All 65 seats in the Victorian Legislative Assembly 33 seats needed for a majority
|  | First party | Second party | Third party |
| Leader | George Prendergast | John Murray | Thomas Bent |
| Party | Labor | Liberal | United Liberal |
| Leader since | 1904 | 1908 | 1907 |
| Leader's seat | North Melbourne | Warrnambool | Brighton |
| Last election | 14 seats | Did not exist | 49 seats |
| Seats won | 21 seats | 18 seats | 24 seats |
| Seat change | +7 | +18 | −25 |
| Percentage | 34.78 | 33.94 | 19.98 |
| Swing | +1.85% | +33.94% | −31.38% |
| Premier before election Thomas Bent United Liberal | Elected Premier John Murray Liberal |

= 1908 Victorian state election =

Australian state election

The 1908 Victorian state election was held in the Australian state of Victoria on 29 December 1908 to elect 40 of the 65 members of the state's Legislative Assembly. The other 25 seats were uncontested.

The election was in single-member districts, using first-past-the-post voting.

==Background==
The National Citizens' Reform League, led by Thomas Bent, had disbanded shortly after the 1904 state election, leading to the majority of Liberals and Conservatives sitting separately again for around three years.

Bent formed the United Liberal Party in February 1907, two years before the federal Commonwealth Liberal Party was founded.

However, after only a single year, Liberals John Murray and Alexander Peacock successfully moved a no confidence motion against him. This led to the ULP splitting and the Liberal Party forming.

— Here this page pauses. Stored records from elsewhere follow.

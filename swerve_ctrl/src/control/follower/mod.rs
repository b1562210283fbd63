//! # Trajectory followers
//!
//! A follower consumes live pose feedback and an installed trajectory and
//! produces a holonomic drive signal every control tick. The state machine
//! is shared between follower flavours: `Idle -> Following -> (Finished |
//! Idle on cancel)`.
//!
//! Follows and cancels usually originate from a different execution context
//! (a command dispatcher) than the periodic loop calling `update`, so they
//! arrive over a channel held by a [`FollowerHandle`] and are drained at the
//! top of each tick. Installing a trajectory does not start it: the next
//! `update` call observes the unset start time, captures the current time as
//! t0 and resets the control. This two-phase protocol means `follow` never
//! needs to know when the loop will next run.
//!
//! `cancel` is fire-and-forget: it does not wait for an in-flight `update`
//! to observe it, but the next `update` after a cancel is guaranteed to see
//! no trajectory.

// ---------------------------------------------------------------------------
// MODULES
// ---------------------------------------------------------------------------

mod profiled;
mod pure_pursuit;

// ---------------------------------------------------------------------------
// IMPORTS
// ---------------------------------------------------------------------------

// External
use log::debug;
use std::sync::mpsc::{channel, Receiver, Sender};
use std::sync::Arc;

// Internal
pub use profiled::*;
pub use pure_pursuit::*;

use crate::control::HolonomicDriveSignal;
use crate::maths::{RigidTransform2, Vector2};
use crate::traj::Trajectory;

// ---------------------------------------------------------------------------
// TRAITS
// ---------------------------------------------------------------------------

/// The pluggable part of a trajectory follower: turns the current pose and
/// trajectory state into a drive signal.
pub trait FollowerControl {
    /// Calculate the drive signal required to follow the trajectory.
    ///
    /// `time` is the time elapsed since the trajectory was started, `dt` the
    /// time since the last update.
    fn calculate_drive_signal(
        &mut self,
        pose: &RigidTransform2,
        velocity: Vector2,
        rotational_velocity: f64,
        trajectory: &Trajectory,
        time: f64,
        dt: f64,
    ) -> HolonomicDriveSignal;

    /// Whether the control has finished following the current trajectory.
    fn is_finished(&self) -> bool;

    /// Clear per-follow state. Called when a newly installed trajectory
    /// starts.
    fn reset(&mut self);
}

// ---------------------------------------------------------------------------
// ENUMERATIONS
// ---------------------------------------------------------------------------

enum FollowerCommand {
    Follow(Arc<Trajectory>),
    Cancel,
}

// ---------------------------------------------------------------------------
// DATA STRUCTURES
// ---------------------------------------------------------------------------

/// Cloneable handle used to install or cancel trajectories from outside the
/// periodic loop.
#[derive(Clone)]
pub struct FollowerHandle {
    sender: Sender<FollowerCommand>,
}

/// The trajectory-follower state machine.
///
/// Owned by the periodic loop driver; other contexts interact through a
/// [`FollowerHandle`].
pub struct TrajectoryFollower<C> {
    control: C,

    commands: Receiver<FollowerCommand>,

    /// The trajectory currently being followed, if any.
    current_trajectory: Option<Arc<Trajectory>>,

    /// The time following started, unset until the first update after a
    /// follow.
    start_time: Option<f64>,
}

// ---------------------------------------------------------------------------
// IMPLEMENTATIONS
// ---------------------------------------------------------------------------

impl FollowerHandle {
    /// Install a trajectory. Following begins on the loop's next update.
    pub fn follow(&self, trajectory: Arc<Trajectory>) {
        // A dropped follower means there is nothing left to command
        let _ = self.sender.send(FollowerCommand::Follow(trajectory));
    }

    /// Cancel the current trajectory unconditionally.
    pub fn cancel(&self) {
        let _ = self.sender.send(FollowerCommand::Cancel);
    }
}

impl<C: FollowerControl> TrajectoryFollower<C> {
    /// Create a follower around the given control, returning the follower
    /// and the handle used to command it.
    pub fn new(control: C) -> (Self, FollowerHandle) {
        let (sender, commands) = channel();

        (
            Self {
                control,
                commands,
                current_trajectory: None,
                start_time: None,
            },
            FollowerHandle { sender },
        )
    }

    /// Install a trajectory directly, for callers in the same context as the
    /// periodic loop. Following begins on the next update.
    pub fn follow(&mut self, trajectory: Arc<Trajectory>) {
        self.current_trajectory = Some(trajectory);
        self.start_time = None;
    }

    /// Cancel the current trajectory unconditionally.
    pub fn cancel(&mut self) {
        self.current_trajectory = None;
        self.start_time = None;
    }

    /// The trajectory currently being followed, if any.
    pub fn current_trajectory(&self) -> Option<&Arc<Trajectory>> {
        self.current_trajectory.as_ref()
    }

    pub fn control(&self) -> &C {
        &self.control
    }

    /// Run one tick of the follower.
    ///
    /// Returns the drive signal to apply, or `None` when idle or when the
    /// current trajectory has just finished.
    pub fn update(
        &mut self,
        pose: &RigidTransform2,
        velocity: Vector2,
        rotational_velocity: f64,
        time: f64,
        dt: f64,
    ) -> Option<HolonomicDriveSignal> {
        // Observe commands sent since the last tick before doing anything
        // else, so a cancel issued between ticks always wins
        for command in self.commands.try_iter() {
            match command {
                FollowerCommand::Follow(trajectory) => {
                    self.current_trajectory = Some(trajectory);
                    self.start_time = None;
                }
                FollowerCommand::Cancel => {
                    self.current_trajectory = None;
                    self.start_time = None;
                }
            }
        }

        let trajectory = self.current_trajectory.clone()?;

        let start_time = match self.start_time {
            // First update since the follow was installed: this tick is t0
            None => {
                debug!("Starting trajectory ({:.3} s) at t = {:.3}", trajectory.duration(), time);
                self.start_time = Some(time);
                self.control.reset();
                time
            }
            Some(start_time) => {
                if self.control.is_finished() {
                    debug!("Trajectory finished at t = {:.3}", time);
                    self.current_trajectory = None;
                    self.start_time = None;
                    return None;
                }
                start_time
            }
        };

        Some(self.control.calculate_drive_signal(
            pose,
            velocity,
            rotational_velocity,
            &trajectory,
            time - start_time,
            dt,
        ))
    }
}

// ---------------------------------------------------------------------------
// TESTS
// ---------------------------------------------------------------------------

#[cfg(test)]
mod test {
    use super::*;

    /// A control which finishes after a fixed number of updates.
    struct CountingControl {
        updates: usize,
        finish_after: usize,
        resets: usize,
    }

    impl CountingControl {
        fn new(finish_after: usize) -> Self {
            Self {
                updates: 0,
                finish_after,
                resets: 0,
            }
        }
    }

    impl FollowerControl for CountingControl {
        fn calculate_drive_signal(
            &mut self,
            _pose: &RigidTransform2,
            _velocity: Vector2,
            _rotational_velocity: f64,
            _trajectory: &Trajectory,
            _time: f64,
            _dt: f64,
        ) -> HolonomicDriveSignal {
            self.updates += 1;
            HolonomicDriveSignal::new(Vector2::new(1.0, 0.0), 0.0, true)
        }

        fn is_finished(&self) -> bool {
            self.updates >= self.finish_after
        }

        fn reset(&mut self) {
            self.resets += 1;
            self.updates = 0;
        }
    }

    fn test_trajectory() -> Arc<Trajectory> {
        use crate::maths::Rotation2;
        use crate::path::SimplePathBuilder;
        use crate::traj::{MaxAccelerationConstraint, MaxVelocityConstraint, TrajectoryConstraint};

        let path = SimplePathBuilder::new(Vector2::ZERO, Rotation2::ZERO)
            .line_to(Vector2::new(5.0, 0.0))
            .build()
            .unwrap();
        let constraints: Vec<Box<dyn TrajectoryConstraint>> = vec![
            Box::new(MaxVelocityConstraint::new(1.0)),
            Box::new(MaxAccelerationConstraint::new(1.0)),
        ];

        Arc::new(Trajectory::new(path, &constraints))
    }

    #[test]
    fn test_idle_returns_nothing() {
        let (mut follower, _handle) = TrajectoryFollower::new(CountingControl::new(10));

        assert!(follower
            .update(&RigidTransform2::ZERO, Vector2::ZERO, 0.0, 0.0, 0.005)
            .is_none());
    }

    #[test]
    fn test_follow_resets_on_next_update() {
        let (mut follower, handle) = TrajectoryFollower::new(CountingControl::new(10));

        handle.follow(test_trajectory());

        // No reset until the loop actually runs
        assert_eq!(follower.control().resets, 0);

        let signal = follower.update(&RigidTransform2::ZERO, Vector2::ZERO, 0.0, 1.0, 0.005);
        assert!(signal.is_some());
        assert_eq!(follower.control().resets, 1);
    }

    #[test]
    fn test_finish_clears_trajectory() {
        let (mut follower, handle) = TrajectoryFollower::new(CountingControl::new(2));
        handle.follow(test_trajectory());

        // Start tick + one more before the control reports finished
        assert!(follower
            .update(&RigidTransform2::ZERO, Vector2::ZERO, 0.0, 0.0, 0.005)
            .is_some());
        assert!(follower
            .update(&RigidTransform2::ZERO, Vector2::ZERO, 0.0, 0.005, 0.005)
            .is_some());

        // The control now reports finished, the trajectory is cleared
        assert!(follower
            .update(&RigidTransform2::ZERO, Vector2::ZERO, 0.0, 0.010, 0.005)
            .is_none());
        assert!(follower.current_trajectory().is_none());

        // And the follower stays idle afterwards
        assert!(follower
            .update(&RigidTransform2::ZERO, Vector2::ZERO, 0.0, 0.015, 0.005)
            .is_none());
    }

    #[test]
    fn test_cancel_is_observed_by_next_update() {
        let (mut follower, handle) = TrajectoryFollower::new(CountingControl::new(100));
        handle.follow(test_trajectory());

        assert!(follower
            .update(&RigidTransform2::ZERO, Vector2::ZERO, 0.0, 0.0, 0.005)
            .is_some());

        handle.cancel();

        assert!(follower
            .update(&RigidTransform2::ZERO, Vector2::ZERO, 0.0, 0.005, 0.005)
            .is_none());
        assert!(follower.current_trajectory().is_none());
    }

    #[test]
    fn test_refollow_restarts_time_base() {
        let (mut follower, handle) = TrajectoryFollower::new(CountingControl::new(100));

        handle.follow(test_trajectory());
        follower.update(&RigidTransform2::ZERO, Vector2::ZERO, 0.0, 5.0, 0.005);

        // Installing a new trajectory clears the start time, the next update
        // resets the control again and re-captures t0
        handle.follow(test_trajectory());
        follower.update(&RigidTransform2::ZERO, Vector2::ZERO, 0.0, 9.0, 0.005);

        assert_eq!(follower.control().resets, 2);
    }
}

The Labor side of politics was controlled by the Political Labor Council. In 1904, George Prendergast became the first leader of the Parliamentary Labor Party.

==Results==

Despite winning the highest number of seats, the United Liberal Party was defeated. John Murray would be chosen as Premier on 6 January 1909 following a conference of both Murray's and Bent's supporters.

25 seats were uncontested.

Legislative Assembly (FPTP)
| Party |  |  | Votes | % | Swing | Seats | Change |
|---|---|---|---|---|---|---|---|
|  | Labor |  | 30,605 | 34.78 | +0.38 | 21 | +7 |
|  | Liberal |  | 29,866 | 33.94 | +33.94 | 18 | +18 |
|  | United Liberal |  | 17,578 | 19.98 | −31.38 | 24 | −25 |
|  | Independent Liberal |  | 5,455 | 6.20 | +6.20 | 2 | +2 |
|  | Independent Ministerialist |  | 539 | 0.61 | −8.86 | 0 | −1 |
|  | Victorian Socialist |  | 167 | 0.19 | +0.19 | 0 | Steady |
|  | Independent |  | 3,785 | 4.30 | +1.94 | 0 | −1 |
| Formal votes |  |  | 87,995 | 99.47 |  |  |  |
| Informal votes |  |  |  | 0.53 |  |  |  |
| Total |  |  | 87,995 |  |  | 65 |  |
| Registered voters / turnout |  |  | 263,876 | 53.64 |  |  |  |

==Aftermath==
On 8 January 1909, John Murray successfully moved a motion of no-confidence in Bent's government and succeeded him as Premier.

Four months later, the federal Commonwealth Liberal Party was formed, into which the Liberals merged.